Jessica Davey has never been particularly good at pretending.
Not pretending to agree. Not pretending to be less intense. And definitely not going along with ideas she doesn’t actually believe in.
“At Gut, when you join, you have to find your ‘brand one word’ and mine is audacity,” she says, laughing. “Which absolutely nobody found surprising.”
As Managing Director of Gut Asia, Jessica has built a reputation for saying the quiet part out loud. Sometimes strategically, sometimes accidentally, always sincerely. In an industry that rewards polish and performance, she remains deeply suspicious of the kind of professionalism that asks women to edit themselves into more acceptable versions of who they are.
Rage burns you out. Defiance is a sustainable engine.
Her team, she says proudly, are extremely comfortable telling her to get lost. Jessica considers this a sign of success, “I feel like my work there is done.”
Jessica’s exposure to advertising came early through her mother, Rosem’ry “she removed the ‘a’ from her name because she didn’t like it,” Jessica explained. Rosem’ry was a creative director building a career in the 1970s and 80s, when that was a considerably more hostile act than it sounds.
Often the only senior female creative in the room, when she launched her own consultancy, Rosem’ry named it after herself, complete with a full stop at the end.

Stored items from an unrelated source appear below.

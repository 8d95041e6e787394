//! Deterministic fading oscillator
//!
//! Sum-of-sinusoids signal used wherever the channel needs a slowly varying
//! "random" component (scintillation, scatter tap phase drift) while staying
//! bit-reproducible: the value depends on the simulation time only.
//!
//! ```text
//!   x(t) = (1/1.581) · Σ cos(2π f_n t + φ_n),   n = 0..4
//!   f_n  = {0.11, 0.23, 0.37, 0.53, 0.79} Hz
//! ```
//!
//! Five unit cosines at non-harmonic frequencies have variance 5/2, so the
//! 1/√2.5 ≈ 1/1.581 factor yields a unit standard deviation over long windows.
//!
//! The 8-term form (`f_n = 0.1 + 0.05·n`) seen in older tooling is not
//! provided; all call sites share this oscillator.

use std::f64::consts::PI;

/// Component frequencies in Hz
pub const FADING_FREQUENCIES_HZ: [f64; 5] = [0.11, 0.23, 0.37, 0.53, 0.79];

/// Fixed phase offsets in radians
pub const FADING_PHASES_RAD: [f64; 5] = [0.0, 1.3, 2.9, 4.1, 5.7];

/// Normalization constant, √(N/2) for N = 5
pub const FADING_NORMALIZATION: f64 = 1.581;

/// Oscillator value at `sim_time_s`.
///
/// Returns exactly 0.0 at t = 0 or for a non-finite time: that is the
/// static (no fast fading) mode.
pub fn fading_value(sim_time_s: f64) -> f64 {
    if sim_time_s == 0.0 || !sim_time_s.is_finite() {
        return 0.0;
    }
    let sum: f64 = FADING_FREQUENCIES_HZ
        .iter()
        .zip(FADING_PHASES_RAD.iter())
        .map(|(f, phi)| (2.0 * PI * f * sim_time_s + phi).cos())
        .sum();
    sum / FADING_NORMALIZATION
}
//! Error type for `secretary-store-sqlite`.

use thiserror::Error;

#[derive(Debug, Error)]
pub enum Error {
  #[error("core error: {0}")]
  Core(#[from] secretary_core::Error),

  #[error("database error: {0}")]
  Database(#[from] tokio_rusqlite::Error),

  #[error("uuid parse error: {0}")]
  Uuid(#[from] uuid::Error),

  /// A stored column value could not be decoded (bad timestamp, etc.).
  #[error("decode error: {0}")]
  Decode(String),
}

pub type Result<T, E = Error> = std::result::Result<T, E>;
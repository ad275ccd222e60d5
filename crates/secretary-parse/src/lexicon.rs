//! Word lists and fixed clock constants for the supported input language.

use chrono::{NaiveTime, Weekday};

// ─── Keywords ────────────────────────────────────────────────────────────────

/// Nouns that mark an utterance as an event. A trailing plural `s` is also
/// accepted.
pub const EVENT_NOUNS: &[&str] = &[
  "meeting",
  "call",
  "sync",
  "standup",
  "briefing",
  "interview",
  "demo",
  "appointment",
  "lunch",
  "dinner",
];

/// Verbs that mark an utterance as a task.
pub const TASK_VERBS: &[&str] = &[
  "write",
  "prepare",
  "check",
  "review",
  "buy",
  "send",
  "collect",
  "configure",
  "sort",
  "submit",
  "finish",
  "complete",
  "fix",
  "pay",
  "clean",
  "order",
];

// ─── Weekdays ────────────────────────────────────────────────────────────────

/// Weekday names accepted after "on" or at the very start of an event
/// mention. Includes the clipped calendar forms ("tues", "thurs").
pub const EVENT_WEEKDAYS: &[(&str, Weekday)] = &[
  ("monday", Weekday::Mon),
  ("mon", Weekday::Mon),
  ("tuesday", Weekday::Tue),
  ("tues", Weekday::Tue),
  ("tue", Weekday::Tue),
  ("wednesday", Weekday::Wed),
  ("wed", Weekday::Wed),
  ("thursday", Weekday::Thu),
  ("thurs", Weekday::Thu),
  ("thur", Weekday::Thu),
  ("thu", Weekday::Thu),
  ("friday", Weekday::Fri),
  ("fri", Weekday::Fri),
  ("saturday", Weekday::Sat),
  ("sat", Weekday::Sat),
  ("sunday", Weekday::Sun),
  ("sun", Weekday::Sun),
];

/// Weekday names recognised as the first word of an utterance. Clipped
/// forms that double as ordinary words ("sat", "sun", "wed", "mon") only
/// count after "on".
pub const LEADING_WEEKDAYS: &[(&str, Weekday)] = &[
  ("monday", Weekday::Mon),
  ("tuesday", Weekday::Tue),
  ("tues", Weekday::Tue),
  ("wednesday", Weekday::Wed),
  ("thursday", Weekday::Thu),
  ("thurs", Weekday::Thu),
  ("friday", Weekday::Fri),
  ("saturday", Weekday::Sat),
  ("sunday", Weekday::Sun),
];

/// Weekday names accepted after "by" in a deadline. Full names and the
/// three-letter forms only; kept apart from [`EVENT_WEEKDAYS`] on purpose.
pub const DEADLINE_WEEKDAYS: &[(&str, Weekday)] = &[
  ("monday", Weekday::Mon),
  ("mon", Weekday::Mon),
  ("tuesday", Weekday::Tue),
  ("tue", Weekday::Tue),
  ("wednesday", Weekday::Wed),
  ("wed", Weekday::Wed),
  ("thursday", Weekday::Thu),
  ("thu", Weekday::Thu),
  ("friday", Weekday::Fri),
  ("fri", Weekday::Fri),
  ("saturday", Weekday::Sat),
  ("sat", Weekday::Sat),
  ("sunday", Weekday::Sun),
  ("sun", Weekday::Sun),
];

pub fn lookup_weekday(table: &[(&str, Weekday)], word: &str) -> Option<Weekday> {
  let word = word.to_lowercase();
  table
    .iter()
    .find(|(name, _)| *name == word)
    .map(|&(_, weekday)| weekday)
}

/// Regex alternation over a weekday table, longest names first.
pub fn weekday_alternation(table: &[(&str, Weekday)]) -> String {
  let mut names: Vec<&str> = table.iter().map(|&(name, _)| name).collect();
  names.sort_by_key(|name| std::cmp::Reverse(name.len()));
  names.join("|")
}

// ─── Relative day words ──────────────────────────────────────────────────────

/// Day words and how many days after today they point to.
pub const DAY_WORDS: &[(&str, i64)] = &[
  ("day after tomorrow", 2),
  ("tomorrow", 1),
  ("today", 0),
  ("tonight", 0),
];

// ─── Clock constants ─────────────────────────────────────────────────────────

/// Part-of-day words and the fixed clock time each one stands for.
pub const PARTS_OF_DAY: &[(&str, (u32, u32))] = &[
  ("morning", (10, 0)),
  ("afternoon", (14, 0)),
  ("evening", (19, 0)),
  ("tonight", (19, 0)),
  ("night", (23, 0)),
];

/// Time assumed when only a day was named.
pub const DEFAULT_CLOCK: (u32, u32) = (10, 0);

/// Time a deadline is normalised to.
pub const END_OF_DAY_CLOCK: (u32, u32) = (23, 59);

/// Length of an event whose end was not stated.
pub const DEFAULT_EVENT_MINUTES: i64 = 30;

pub fn clock((hour, minute): (u32, u32)) -> NaiveTime {
  NaiveTime::from_hms_opt(hour, minute, 0).unwrap_or(NaiveTime::MIN)
}

// ─── Relative units ──────────────────────────────────────────────────────────

#[derive(Debug, Clone, Copy, PartialEq, Eq)]
pub enum RelativeUnit {
  Minutes,
  Hours,
  Days,
  Weeks,
}

impl RelativeUnit {
  pub fn from_word(word: &str) -> Option<Self> {
    let word = word.to_lowercase();
    match word.as_str() {
      "minute" | "minutes" | "min" | "mins" => Some(Self::Minutes),
      "hour" | "hours" | "hr" | "hrs" | "h" => Some(Self::Hours),
      "day" | "days" => Some(Self::Days),
      "week" | "weeks" | "wk" | "wks" => Some(Self::Weeks),
      _ => None,
    }
  }
}

/// Words that may dangle at the end of a title once a phrase was cut out.
pub const DANGLING_STORED: &[&str] = &["at"];

/// Broader set used when temporal markers are stripped for display.
pub const DANGLING_RENDERED: &[&str] = &["at", "on", "by"];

The gesture feels almost impossibly perfect in retrospect: declarative, theatrical, entirely unconcerned with shrinking itself for other people’s comfort.
She drove her children to school in a Jaguar with Wagner playing at full volume.
Seven months before this interview, Rosem’ry died. What followed was a stream of appreciation for her unapologetic contributions: column inches in the Australian trade press, yes, but also tributes from colleagues remembering the time she helped someone through a divorce, or showed up when a child was sick.

“You don’t think of those little micro moments,” Jessica says, “the potential you have to impact someone just by smiling at them.”
Rosem’ry was criticised for raising children while working, then criticised again for stepping back to spend more time with them. She responded to both, Jessica recalls, without internalising either judgment as her own.
“She didn’t come home and say, I have to be better,” Jessica says. “She was like: they are a pack of assholes.”
Jessica’s professional record is, by any measure, remarkable. During the Unilever Sustainable Living Project, she went 62 consecutive days without returning to London, eventually resurfacing to find the Jubilee line inexplicably quiet because she had missed the entire build-up to the London Olympics.
You don’t think of those little micro moments, the potential you have to impact someone just by smiling at them.
She commissioned documentary filmmaker Errol Morris to direct the campaign. She helped secure approval for the inclusion of a lesbian couple from the CEO of a FTSE company at a time when doing so still required genuine courage from everyone in the room.
She stayed at Ogilvy for 10 years because it gave her the chance to work alongside people willing to push boundaries creatively, culturally, and politically.
“When I said to clients, ‘You have to do this,’ they knew I meant it,” she says.
She knows a story has truly connected when it escapes the boundaries of advertising entirely: when it starts showing up somewhere it was never supposed to be, shared not because anyone was instructed to share it, but because people simply cannot help themselves.
For Her Mark, Jessica chooses a raised middle finger as her symbol. Not in rage, she clarifies. In defiance.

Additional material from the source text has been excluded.